> [DATA FOR THIS TASK]:

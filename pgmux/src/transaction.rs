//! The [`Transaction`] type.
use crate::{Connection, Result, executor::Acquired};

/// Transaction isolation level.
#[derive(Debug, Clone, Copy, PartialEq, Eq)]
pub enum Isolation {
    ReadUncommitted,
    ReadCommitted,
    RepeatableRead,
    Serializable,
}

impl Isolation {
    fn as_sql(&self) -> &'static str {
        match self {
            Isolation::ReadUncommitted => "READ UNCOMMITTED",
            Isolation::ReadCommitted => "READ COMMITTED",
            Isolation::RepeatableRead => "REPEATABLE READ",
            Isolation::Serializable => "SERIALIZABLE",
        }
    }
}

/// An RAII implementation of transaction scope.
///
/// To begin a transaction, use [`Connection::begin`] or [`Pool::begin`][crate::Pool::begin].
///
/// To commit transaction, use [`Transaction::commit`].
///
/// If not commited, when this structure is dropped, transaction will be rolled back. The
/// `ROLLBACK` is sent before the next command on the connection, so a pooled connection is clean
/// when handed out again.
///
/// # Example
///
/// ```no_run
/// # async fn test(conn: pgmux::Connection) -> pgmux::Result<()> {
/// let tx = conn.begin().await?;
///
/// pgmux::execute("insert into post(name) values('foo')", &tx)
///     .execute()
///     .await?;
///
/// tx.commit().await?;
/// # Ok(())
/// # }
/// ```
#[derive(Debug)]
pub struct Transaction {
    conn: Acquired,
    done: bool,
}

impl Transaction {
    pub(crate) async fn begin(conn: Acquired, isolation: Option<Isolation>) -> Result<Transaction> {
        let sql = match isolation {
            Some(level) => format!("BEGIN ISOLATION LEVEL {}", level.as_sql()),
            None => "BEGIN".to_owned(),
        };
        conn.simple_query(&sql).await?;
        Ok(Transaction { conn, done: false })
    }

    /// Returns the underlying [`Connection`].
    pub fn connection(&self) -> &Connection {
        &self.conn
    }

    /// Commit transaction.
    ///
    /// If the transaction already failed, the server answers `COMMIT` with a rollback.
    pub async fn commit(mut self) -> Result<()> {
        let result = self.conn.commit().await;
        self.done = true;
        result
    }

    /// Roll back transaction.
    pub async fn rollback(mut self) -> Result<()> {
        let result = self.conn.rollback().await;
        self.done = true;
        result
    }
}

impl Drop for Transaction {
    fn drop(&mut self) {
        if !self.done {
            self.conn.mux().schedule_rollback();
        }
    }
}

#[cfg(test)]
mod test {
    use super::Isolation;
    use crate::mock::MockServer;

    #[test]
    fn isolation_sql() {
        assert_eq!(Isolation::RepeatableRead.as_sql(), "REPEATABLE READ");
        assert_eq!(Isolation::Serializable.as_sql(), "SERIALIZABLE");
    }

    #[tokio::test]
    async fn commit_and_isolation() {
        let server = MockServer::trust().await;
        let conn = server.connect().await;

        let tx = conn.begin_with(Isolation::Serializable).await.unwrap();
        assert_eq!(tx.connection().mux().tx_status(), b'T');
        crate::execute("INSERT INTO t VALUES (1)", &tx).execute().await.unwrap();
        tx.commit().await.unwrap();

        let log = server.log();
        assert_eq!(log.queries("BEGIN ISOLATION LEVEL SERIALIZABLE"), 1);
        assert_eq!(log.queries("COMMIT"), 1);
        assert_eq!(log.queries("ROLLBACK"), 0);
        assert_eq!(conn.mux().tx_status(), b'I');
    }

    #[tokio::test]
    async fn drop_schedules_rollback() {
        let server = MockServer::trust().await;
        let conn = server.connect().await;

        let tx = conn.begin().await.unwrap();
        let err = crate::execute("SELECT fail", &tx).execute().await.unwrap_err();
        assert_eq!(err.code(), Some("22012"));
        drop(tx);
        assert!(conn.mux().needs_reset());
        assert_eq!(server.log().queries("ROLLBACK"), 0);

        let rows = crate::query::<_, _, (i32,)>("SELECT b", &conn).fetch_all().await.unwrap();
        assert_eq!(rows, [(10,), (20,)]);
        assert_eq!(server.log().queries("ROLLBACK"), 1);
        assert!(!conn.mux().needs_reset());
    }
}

> [WHAT THIS TASK INVOLVES]: Repeat every entry exactly. Nothing may be dropped.

> [SOLUTION TO THIS TASK]:
filename pgmux/src/transaction.rs
//! The [`Transaction`] type.
use crate::{Connection, Result, executor::Acquired};

/// Transaction isolation level.
#[derive(Debug, Clone, Copy, PartialEq, Eq)]
pub enum Isolation {
    ReadUncommitted,
    ReadCommitted,
    RepeatableRead,
    Serializable,
}

impl Isolation {
    fn as_sql(&self) -> &'static str {
        match self {
            Isolation::ReadUncommitted => "READ UNCOMMITTED",
            Isolation::ReadCommitted => "READ COMMITTED",
            Isolation::RepeatableRead => "REPEATABLE READ",
            Isolation::Serializable => "SERIALIZABLE",
        }
    }
}

/// An RAII implementation of transaction scope.
///
/// To begin a transaction, use [`Connection::begin`] or [`Pool::begin`][crate::Pool::begin].
///
/// To commit transaction, use [`Transaction::commit`].
///
/// If not commited, when this structure is dropped, transaction will be rolled back. The
/// `ROLLBACK` is sent before the next command on the connection, so a pooled connection is clean
/// when handed out again.
///
/// # Example
///
/// ```no_run
/// # async fn test(conn: pgmux::Connection) -> pgmux::Result<()> {
/// let tx = conn.begin().await?;
///
/// pgmux::execute("insert into post(name) values('foo')", &tx)
///     .execute()
///     .await?;
///
/// tx.commit().await?;
/// # Ok(())
/// # }
/// ```
#[derive(Debug)]
pub struct Transaction {
    conn: Acquired,
    done: bool,
}

impl Transaction {
    pub(crate) async fn begin(conn: Acquired, isolation: Option<Isolation>) -> Result<Transaction> {
        let sql = match isolation {
            Some(level) => format!("BEGIN ISOLATION LEVEL {}", level.as_sql()),
            None => "BEGIN".to_owned(),
        };
        conn.simple_query(&sql).await?;
        Ok(Transaction { conn, done: false })
    }

    /// Returns the underlying [`Connection`].
    pub fn connection(&self) -> &Connection {
        &self.conn
    }

    /// Commit transaction.
    ///
    /// If the transaction already failed, the server answers `COMMIT` with a rollback.
    pub async fn commit(mut self) -> Result<()> {
        let result = self.conn.commit().await;
        self.done = true;
        result
    }

    /// Roll back transaction.
    pub async fn rollback(mut self) -> Result<()> {
        let result = self.conn.rollback().await;
        self.done = true;
        result
    }
}

impl Drop for Transaction {
    fn drop(&mut self) {
        if !self.done {
            self.conn.mux().schedule_rollback();
        }
    }
}

#[cfg(test)]
mod test {
    use super::Isolation;
    use crate::mock::MockServer;

    #[test]
    fn isolation_sql() {
        assert_eq!(Isolation::RepeatableRead.as_sql(), "REPEATABLE READ");
        assert_eq!(Isolation::Serializable.as_sql(), "SERIALIZABLE");
    }

    #[tokio::test]
    async fn commit_and_isolation() {
        let server = MockServer::trust().await;
        let conn = server.connect().await;

        let tx = conn.begin_with(Isolation::Serializable).await.unwrap();
        assert_eq!(tx.connection().mux().tx_status(), b'T');
        crate::execute("INSERT INTO t VALUES (1)", &tx).execute().await.unwrap();
        tx.commit().await.unwrap();

        let log = server.log();
        assert_eq!(log.queries("BEGIN ISOLATION LEVEL SERIALIZABLE"), 1);
        assert_eq!(log.queries("COMMIT"), 1);
        assert_eq!(log.queries("ROLLBACK"), 0);
        assert_eq!(conn.mux().tx_status(), b'I');
    }

    #[tokio::test]
    async fn drop_schedules_rollback() {
        let server = MockServer::trust().await;
        let conn = server.connect().await;

        let tx = conn.begin().await.unwrap();
        let err = crate::execute("SELECT fail", &tx).execute().await.unwrap_err();
        assert_eq!(err.code(), Some("22012"));
        drop(tx);
        assert!(conn.mux().needs_reset());
        assert_eq!(server.log().queries("ROLLBACK"), 0);

        let rows = crate::query::<_, _, (i32,)>("SELECT b", &conn).fetch_all().await.unwrap();
        assert_eq!(rows, [(10,), (20,)]);
        assert_eq!(server.log().queries("ROLLBACK"), 1);
        assert!(!conn.mux().needs_reset());
    }
}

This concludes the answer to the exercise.